The Role of an Emergency Room Nurse

The role of an emergency room nurse can be demanding and may require a nurse to use many different nursing skills at certain times to take care of a variety of patients. The main role is the nurse must be skilled in client assessment, priority setting, critical thinking, multitasking, and communication. The nurse must be knowledgeable and able to make some decisions independently. The nurse also needs to be able to prioritize so the pts who are at highest risk of major injury or complications are treated first.

In a busy ER, time management is important too because there may be a lot of pts waiting for care. The nurse must be mentally prepared for rapid change and be able to keep calm in hectic situations. The ER nurse must be able work well in a team and be able to interact with all levels of ER professionals in order to give the pt the best possible care. ER nurses also need to be flexible and adapt quickly to rapidly changing situations.

Nurses usually choose to work in the emergency area because they dislike routines and thrive in challenging, stimulating work environments. In one situation I observed, a male came in with chest pain. The nurse went to get him from the waiting area right away and hooked him up with the heart monitor and got him ready for an EKG. The nurse stayed calm, and gathered the information from the pt next. She had her own system for what she normally does depending on the level of the pt’s injury.

Another key role is teaching. The ER nurse needs to make sure the pt knows what to do after discharge and/or when they may need to return to the ER for further testing or treatment. There are some similarities and differences in the roles and responsibilities between emergency care nurses and other general staff nurses.

The scope of practice for ER nurses includes managing pts across the lifespan; from birth to death.

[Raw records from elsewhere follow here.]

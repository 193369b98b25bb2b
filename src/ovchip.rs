//! OV-chipkaart: the Dutch national transit card, a MIFARE Classic 4K.
//!
//! Everything on it is bit-packed, and most structures are double-buffered, with an
//! index in sector 39 pointing at whichever copy is current. See:
//! http://ov-chipkaart.pc-active.nl/Indexes
pub mod credit;
pub mod index;
pub mod info;
pub mod preamble;
pub mod subscription;
pub mod transaction;
pub mod trip;

pub use credit::OvcCredit;
pub use index::OvcIndex;
pub use info::OvcInfo;
pub use preamble::OvcPreamble;
pub use subscription::{OvcSubscription, SubscriptionEntry};
pub use transaction::OvcTransaction;
pub use trip::{reconstruct, OvcTrip};

use chrono::{Duration, NaiveDate, NaiveDateTime};
use num_enum::FromPrimitive;
use tracing::{debug, trace_span, warn};

use crate::classic::ClassicCard;
use crate::transit::format_amount;
use crate::Result;

/// Starts at 0x010; the same on every card we've seen.
pub const OVC_HEADER: [u8; 11] = [
    0x84, 0x00, 0x00, 0x00, 0x06, 0x03, 0xA0, 0x00, 0x13, 0xAE, 0xE4,
];

/// Transport companies, as they appear in the company fields.
#[derive(Debug, Clone, Copy, PartialEq, Eq, Hash, FromPrimitive)]
#[repr(u16)]
pub enum Agency {
    /// Trans Link Systems, who run the whole thing.
    Tls = 0x00,
    Connexxion = 0x01,
    Gvb = 0x02,
    Htm = 0x03,
    Ns = 0x04,
    Ret = 0x05,
    Veolia = 0x07,
    Arriva = 0x08,
    Syntus = 0x09,
    Qbuzz = 0x0A,
    Duo = 0x0C,
    /// DUO as well, but not counted as "other" when classifying trips.
    DuoAlt = 0x2C,
    /// Top-up machines in shops.
    Reseller = 0x19,
    #[num_enum(catch_all)]
    Unknown(u16),
}

impl Agency {
    pub fn short_name(&self) -> String {
        match self {
            Self::Tls => "TLS".into(),
            Self::Connexxion => "Connexxion".into(),
            Self::Gvb => "GVB".into(),
            Self::Htm => "HTM".into(),
            Self::Ns => "NS".into(),
            Self::Ret => "RET".into(),
            Self::Veolia => "Veolia".into(),
            Self::Arriva => "Arriva".into(),
            Self::Syntus => "Syntus".into(),
            Self::Qbuzz => "Qbuzz".into(),
            Self::Duo | Self::DuoAlt => "DUO".into(),
            Self::Reseller => "Reseller".into(),
            Self::Unknown(v) => format!("Unknown ({:#x})", v),
        }
    }

    pub fn name(&self) -> String {
        match self {
            Self::Tls => "Trans Link Systems".into(),
            Self::Gvb => "Gemeentelijk Vervoersbedrijf".into(),
            Self::Htm => "Haagsche Tramweg-Maatschappij".into(),
            Self::Ns => "Nederlandse Spoorwegen".into(),
            Self::Ret => "Rotterdamse Elektrische Tram".into(),
            Self::Duo | Self::DuoAlt => "Dienst Uitvoering Onderwijs".into(),
            _ => self.short_name(),
        }
    }
}

/// Dates count days from 1997-01-01, times minutes from midnight.
pub fn convert_date(days: u32, minutes: u32) -> Option<NaiveDateTime> {
    NaiveDate::from_ymd_opt(1997, 1, 1)?
        .and_hms_opt(0, 0, 0)?
        .checked_add_signed(Duration::days(days.into()))?
        .checked_add_signed(Duration::minutes(minutes.into()))
}

pub fn format_euro(cents: i64) -> String {
    format_amount(cents, "€")
}

/// A fully decoded card.
#[derive(Debug, Clone, PartialEq, Eq)]
pub struct OvcCard {
    pub index: OvcIndex,
    pub preamble: OvcPreamble,
    pub info: OvcInfo,
    pub credit: OvcCredit,
    /// All 28 slots, in slot order, empty ones included.
    pub transactions: Vec<OvcTransaction>,
    pub subscriptions: Vec<OvcSubscription>,
    pub trips: Vec<OvcTrip>,
}

impl OvcCard {
    pub fn balance(&self) -> String {
        format_euro(self.credit.credit.into())
    }
}

/// Is this a 4K card with the OV-chip header?
pub fn check(card: &ClassicCard) -> bool {
    if card.sectors.len() != 40 {
        return false;
    }
    match card.sectors[0].read_blocks(1, 1) {
        Ok(block) => block[..OVC_HEADER.len()] == OVC_HEADER,
        Err(_) => false,
    }
}

pub fn parse(card: &ClassicCard) -> Result<OvcCard> {
    let span = trace_span!("ovchip", tag_id = %card.tag_id);
    let _enter = span.enter();

    let index = OvcIndex::parse(&card.sector(39)?.read_blocks(11, 4)?)?;
    debug!(?index, "Read index");

    let preamble = OvcPreamble::parse(&card.sector(0)?.read_blocks(0, 3)?)?;
    let info = OvcInfo::parse(&card.read_at_pointer(index.recent_info_slot, 3)?)?;
    let credit = OvcCredit::parse(&card.read_at_pointer(index.recent_credit_slot, 1)?)?;

    let transactions = (0..OvcTransaction::SLOTS)
        .map(|slot| read_transaction(card, slot))
        .collect::<Result<Vec<_>>>()?;
    let trips = reconstruct(&transactions);

    let subscriptions = read_subscriptions(card, &index)?;

    Ok(OvcCard {
        index,
        preamble,
        info,
        credit,
        transactions,
        subscriptions,
        trips,
    })
}

/// Slots are spread over sectors 35-38, seven to a sector, two blocks each.
fn read_transaction(card: &ClassicCard, slot: u8) -> Result<OvcTransaction> {
    let sector = 35 + usize::from(slot / 7);
    let block = usize::from(slot % 7) * 2;
    OvcTransaction::parse(slot, &card.sector(sector)?.read_blocks(block, 2)?)
}

fn read_subscriptions(card: &ClassicCard, index: &OvcIndex) -> Result<Vec<OvcSubscription>> {
    let slot = card.read_at_pointer(index.recent_subscription_slot, 2)?;
    let mut subscriptions = Vec::new();
    for entry in SubscriptionEntry::parse_slot(&slot)? {
        let address = match index.subscription(entry.index_id) {
            Some(address) => address,
            None => {
                warn!(index_id = entry.index_id, "Subscription index out of range");
                continue;
            }
        };
        let parsed = card
            .read_at_pointer(address, 3)
            .and_then(|data| OvcSubscription::parse(address, entry, &data));
        match parsed {
            Ok(sub) => subscriptions.push(sub),
            Err(err) => warn!(address, %err, "Skipping subscription"),
        }
    }
    subscriptions.sort_by_key(|sub| sub.id);
    Ok(subscriptions)
}

#[cfg(test)]
pub(crate) mod tests {
    use super::*;
    use crate::classic::{sector_to_block, ClassicSector, BLOCK_SIZE};
    use crate::Error;
    use crate::ovchip::transaction::{PROCESS_CHECKIN, PROCESS_CHECKOUT, PROCESS_TRANSFER};
    use crate::util::set_bits;

    fn write_at(dump: &mut [u8], sector: u32, block: u32, data: &[u8]) {
        let offset = (sector_to_block(sector) + block) as usize * BLOCK_SIZE;
        dump[offset..offset + data.len()].copy_from_slice(data);
    }

    /// A 4K image of an anonymous card with €12.50 on it, two transactions that make
    /// up a train trip, a top-up, and one subscription.
    pub(crate) fn ovc_dump() -> Vec<u8> {
        let mut dump = vec![0u8; 4096];
        write_at(&mut dump, 0, 0, &[0xDE, 0xAD, 0xBE, 0xEF, 0x42]);
        write_at(&mut dump, 0, 1, &OVC_HEADER);

        // Index: first slot, current info at 0x580, credit at 0xF90, subscriptions at
        // 0xF10; subscription pointer #1 leads to 0x800, #2 to 0x830.
        let mut index = [0u8; 64];
        set_bits(&mut index[..32], 10, 16, 1);
        set_bits(&mut index[..32], 112, 4, 1);
        write_at(&mut dump, 39, 11, &index);

        let mut info = [0u8; 48];
        set_bits(&mut info, 48, 5, 4);
        write_at(&mut dump, 22, 0, &info);

        let mut credit = [0u8; 16];
        credit[9] |= 0x04;
        set_bits(&mut credit, 78, 15, 1250);
        write_at(&mut dump, 39, 9, &credit);

        let txs = [
            transaction::tests::encode(10, PROCESS_CHECKIN, 4, 5000, 480, 8001, 0),
            transaction::tests::encode(11, PROCESS_CHECKOUT, 4, 5000, 530, 8002, 350),
            transaction::tests::encode(9, PROCESS_TRANSFER, 0x19, 4999, 600, 0, 2000),
        ];
        for (slot, data) in txs.iter().enumerate() {
            let slot = slot as u32 + 5;
            write_at(&mut dump, 35 + slot / 7, (slot % 7) * 2, data);
        }

        // Subscription index slot, 0xF10 = sector 39 block 1. The second entry points
        // past the 12 pointers the card has, the third at an empty record.
        let mut subs = [0u8; 32];
        set_bits(&mut subs, 0, 4, 3);
        set_bits(&mut subs, 4, 21, (0x01 << 13) | 1);
        set_bits(&mut subs, 25, 21, 13);
        set_bits(&mut subs, 46, 21, 2);
        write_at(&mut dump, 39, 1, &subs);
        write_at(&mut dump, 32, 0, &subscription::tests::encode(5, 4, 0x0005));

        dump
    }

    #[test]
    fn test_check() -> Result<()> {
        let dump = ovc_dump();
        assert!(check(&ClassicCard::from_dump(&[1], &dump)?));
        assert!(!check(&ClassicCard::from_dump(&[1], &dump[..1024])?));

        let mut other = dump.clone();
        other[16] = 0x85;
        assert!(!check(&ClassicCard::from_dump(&[1], &other)?));
        Ok(())
    }

    #[test]
    fn test_parse() -> Result<()> {
        let card = parse(&ClassicCard::from_dump(&[1], &ovc_dump())?)?;
        assert_eq!(card.preamble.id, "DEADBEEF");
        assert_eq!(card.index.recent_info_slot, 0x580);
        assert_eq!(card.info.company, 4);
        assert_eq!(card.credit.credit, 1250);
        assert_eq!(card.balance(), "€12.50");

        assert_eq!(card.transactions.len(), 28);
        assert_eq!(card.transactions.iter().filter(|tx| tx.valid).count(), 3);

        assert_eq!(card.trips.len(), 2);
        assert_eq!(card.trips[0].id, 9);
        assert_eq!(card.trips[0].agency, Agency::Reseller);
        assert_eq!(card.trips[1].id, 10);
        assert_eq!(card.trips[1].agency, Agency::Ns);
        assert_eq!(card.trips[1].end_station, Some(8002));
        assert_eq!(card.trips[1].fare_string(), "€3.50");

        assert_eq!(card.subscriptions.len(), 1);
        let sub = &card.subscriptions[0];
        assert_eq!(sub.address, 0x800);
        assert_eq!(sub.name(), "OV-jaarkaart");
        assert_eq!(sub.activation(), "Activated but not used");
        Ok(())
    }

    #[test]
    fn test_parse_skips_unreadable_subscriptions() -> Result<()> {
        // Pointer #1 = 15 lands on the last block of sector 34, too late for a record.
        let mut dump = ovc_dump();
        let mut index = [0u8; 32];
        set_bits(&mut index, 10, 16, 1);
        set_bits(&mut index, 108, 4, 15);
        set_bits(&mut index, 112, 4, 1);
        write_at(&mut dump, 39, 11, &index);
        let card = parse(&ClassicCard::from_dump(&[1], &dump)?)?;
        assert_eq!(card.index.subscription(1), Some(0xAF0));
        assert!(card.subscriptions.is_empty());
        assert_eq!(card.trips.len(), 2);

        let mut card = ClassicCard::from_dump(&[1], &ovc_dump())?;
        card.sectors[32] = ClassicSector::Unauthorized { index: 32 };
        let ovc = parse(&card)?;
        assert!(ovc.subscriptions.is_empty());
        assert_eq!(ovc.balance(), "€12.50");
        Ok(())
    }

    #[test]
    fn test_parse_unreadable_sectors() -> Result<()> {
        // Losing any of these loses the card.
        for sector in [0, 22, 35, 38, 39] {
            let mut card = ClassicCard::from_dump(&[1], &ovc_dump())?;
            card.sectors[sector] = ClassicSector::Unauthorized { index: sector };
            match parse(&card) {
                Err(Error::Invalid(msg)) => assert!(msg.contains("unauthorized"), "{}", msg),
                v => panic!("wrong result for sector {}: {:?}", sector, v),
            }
        }

        let mut card = ClassicCard::from_dump(&[1], &ovc_dump())?;
        card.sectors[36] = ClassicSector::Invalid {
            index: 36,
            error: "read failed".into(),
        };
        assert!(parse(&card).is_err());
        Ok(())
    }

    #[test]
    fn test_convert_date() {
        assert_eq!(
            convert_date(0, 0).map(|t| t.to_string()),
            Some("1997-01-01 00:00:00".to_string())
        );
        assert_eq!(
            convert_date(366, 61).map(|t| t.to_string()),
            Some("1998-01-02 01:01:00".to_string())
        );
    }

    #[test]
    fn test_agency() {
        assert_eq!(Agency::from(4), Agency::Ns);
        assert_eq!(Agency::from(0x2C), Agency::DuoAlt);
        assert_eq!(Agency::DuoAlt.short_name(), "DUO");
        assert_eq!(Agency::from(0x42), Agency::Unknown(0x42));
        assert_eq!(Agency::Unknown(0x42).short_name(), "Unknown (0x42)");
        assert_eq!(Agency::Ns.name(), "Nederlandse Spoorwegen");
        assert_eq!(Agency::Arriva.name(), "Arriva");
    }
}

Other general nurses usually pick their area of work, so they mainly work with pts who have certain conditions, mostly all adults, or mostly children. Usually prior to employment in the ER most nurses are required by employers to have 6 months to one year in an acute care medical surgical or critical care unit before working in the ED. This is so they have developed some of the skills and competencies in basic nursing care and organizational skills before entering the ED, while the general nurse can start out on a medical surgical floor with no previous experience (other than school and their license to practice). The ER nurse is also required to have two general types of certification: the Health Care Provider Basic Cardiac Life Support and Advanced Cardiac Life Support. Some facilities even require Pediatric Advanced Life Support and the Certified Emergency Nurse certification. The general nurse does not need to have any special certifications. The ER nurse also has a higher risk for errors and adverse events because of the chaotic nature of emergency management and key health risks are not as evident. For example if a pt comes in unconscious, and the pt’s name, health history, and allergies aren’t known there is a higher potential for error. The general nurse usually has an updated H & P with allergies sent to the floor right along with the pt who is wearing a name band already. Similarly, the ER nurse and the general nurse all need to have competence in basic nursing skills, time management, prioritization, knowledge, and critical thinking.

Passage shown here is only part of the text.